In 1990, more people occupied Pulogebang and the rice fields were transformed into houses. Since then, Cakung river often overflows during the rain season and causes high floods. A research by Pieter J Kunu and H Lelolterry of the Pattimura University, Ambon, showed that the development of the city changed 85% land of Jakarta to be waterproof, unable to absorb surface water and resulted in regular floods. One of the solutions was by constructing a flood-control canal, Banjir Kanal Timur. The flow of Cakung, Buaran, Jati Kramat, Sunter, and Cipinang rivers was cut to drain into the canal, and thereby reducing the occurrence of flood.

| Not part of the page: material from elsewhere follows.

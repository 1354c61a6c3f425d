//! World implementations for the harness runner.

pub mod ball_rooms;
pub mod blocks_world;
pub mod courier_route;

After the old Cakung river flow in Pulogebang was cut by the flood-control canal, Banjir Kanal Timur, in the old maps there was still a small stream flowing away from the canal, identified as Cakung river. However, in reality this stream resembles a street gutter with a width of 1 meter, flowing out starting about 300 meter from the bank of Kanal Timur. The flow of this new Cakung widens a few hundred meters to the north, as can be seen in Rawa Kuning Street, Ujung Menteng, District of Cakung, East Jakarta, reaching a width of 3 meter.

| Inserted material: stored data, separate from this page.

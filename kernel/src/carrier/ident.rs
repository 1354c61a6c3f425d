//! `Ident`: 21-bit interned-name identifier.
//!
//! # Layout
//!
//! An identifier occupies the low 21 bits of a `u32`. Three identifiers plus
//! a truth bit pack into one 64-bit fact key (see [`crate::carrier::fact`]),
//! so the ceiling is engine-enforced: values above [`Ident::MAX`] are
//! rejected at construction.
//!
//! # Sentinel
//!
//! `0` is reserved. Grounding parameter rows use it for "slot not yet
//! bound", so no interned name ever receives it.

use std::fmt;

use crate::error::{KernelError, KernelResult};

/// Number of bits in one identifier field.
pub const IDENT_BITS: u32 = 21;

/// An opaque handle for an interned name.
///
/// Equality is integer equality. Derives `Ord` for use as `BTreeMap` keys
/// (canonical ordering).
#[derive(Clone, Copy, PartialEq, Eq, PartialOrd, Ord, Hash)]
pub struct Ident(u32);

impl Ident {
    /// Largest representable identifier (`2^21 - 1`).
    pub const MAX: u32 = (1 << IDENT_BITS) - 1;

    /// Unbound-slot sentinel used inside grounding rows. Never interned.
    pub const UNBOUND: Self = Self(0);

    /// Construct from a raw value.
    ///
    /// # Errors
    ///
    /// Returns [`KernelError::IdentifierOutOfRange`] for `0` or values that
    /// do not fit in 21 bits.
    pub const fn new(raw: u32) -> KernelResult<Self> {
        if raw == 0 || raw > Self::MAX {
            return Err(KernelError::IdentifierOutOfRange { raw });
        }
        Ok(Self(raw))
    }

    /// Construct from a packed-key field. The mask guarantees the range.
    #[must_use]
    pub(crate) const fn from_masked(raw: u64) -> Self {
        #[allow(clippy::cast_possible_truncation)]
        Self((raw & Self::MAX as u64) as u32)
    }

    /// Raw integer value.
    #[must_use]
    pub const fn get(self) -> u32 {
        self.0
    }

    /// True for the grounding sentinel.
    #[must_use]
    pub const fn is_unbound(self) -> bool {
        self.0 == 0
    }
}

impl fmt::Debug for Ident {
    fn fmt(&self, f: &mut fmt::Formatter<'_>) -> fmt::Result {
        write!(f, "Ident({})", self.0)
    }
}

impl fmt::Display for Ident {
    fn fmt(&self, f: &mut fmt::Formatter<'_>) -> fmt::Result {
        write!(f, "#{}", self.0)
    }
}
//! Search node and frontier ordering key.

use relplan_kernel::carrier::state::State;

/// A state waiting in (or popped from) the frontier.
///
/// Nodes own their state. Provenance (parent and producing action) lives in
/// the search loop's trail, indexed by `node_id`, so a node can be dropped
/// once expanded.
#[derive(Debug, Clone)]
pub struct SearchNode {
    /// Index into the trail. Assigned in creation order; root = 0.
    pub node_id: usize,
    pub parent_id: Option<usize>,
    pub state: State,
    /// Tree depth (root = 0).
    pub depth: u32,
    /// Path cost (+1 per applied action).
    pub g_cost: i64,
    /// Heuristic score of `state`.
    pub h_cost: i64,
    /// Frontier priority: `h_cost + weight * g_cost`.
    pub f_cost: i64,
}

impl SearchNode {
    /// The root node for `state`, scored `h_cost`.
    #[must_use]
    pub fn root(state: State, h_cost: i64) -> Self {
        Self {
            node_id: 0,
            parent_id: None,
            state,
            depth: 0,
            g_cost: 0,
            h_cost,
            f_cost: h_cost,
        }
    }

    /// A successor of `self` reached by one action.
    #[must_use]
    pub fn child(&self, node_id: usize, state: State, h_cost: i64, path_cost_weight: i64) -> Self {
        let g_cost = self.g_cost.saturating_add(1);
        Self {
            node_id,
            parent_id: Some(self.node_id),
            state,
            depth: self.depth.saturating_add(1),
            g_cost,
            h_cost,
            f_cost: h_cost.saturating_add(path_cost_weight.saturating_mul(g_cost)),
        }
    }
}

/// The frontier ordering key: `(f_cost, depth, creation_order)`.
///
/// Lower `f_cost` first, then shallower depth, then older node.
#[derive(Debug, Clone, Copy, PartialEq, Eq, PartialOrd, Ord)]
pub struct FrontierKey {
    pub f_cost: i64,
    pub depth: u32,
    pub creation_order: usize,
}

impl From<&SearchNode> for FrontierKey {
    fn from(node: &SearchNode) -> Self {
        Self {
            f_cost: node.f_cost,
            depth: node.depth,
            creation_order: node.node_id,
        }
    }
}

Currently, the old river flowing to Banjir Kanal Timur has a function as drainage from the industrial and household waste. It badly affect the river quality, resulting darkened water and unpleasant smell.

Hydrology
Cakung river has a length of , with the watershed area (Indonesian: Daerah Aliran Sungai) of 154.78 km². The average daily rainfall is 142 mm, with the peak debit at 60 m³.

Geography
The river flows in the northwest area of Java with predominantly tropical rainforest climate (designated as Af in the Köppen-Geiger climate classification). The annual average temperature in the area is 26 °C. The warmest month is August, when the average temperature is around 28 °C, and the coldest is April, at 24 °C. The average annual rainfall is 3674 mm. The wettest month is December, with an average of 456 mm rainfall, and the driest is September, with 87 mm rainfall.

Normalisation 
Anticipating the flood in 2017, the government of Jakarta widens 1.5 km of the old Cakung river in Pegangsaan Dua, District of Kelapa Gading and Sukapura, Semper Barat, District of Cilincing. The dredging is necessary to remove the mud sedimentation that rapidly narrows the stream.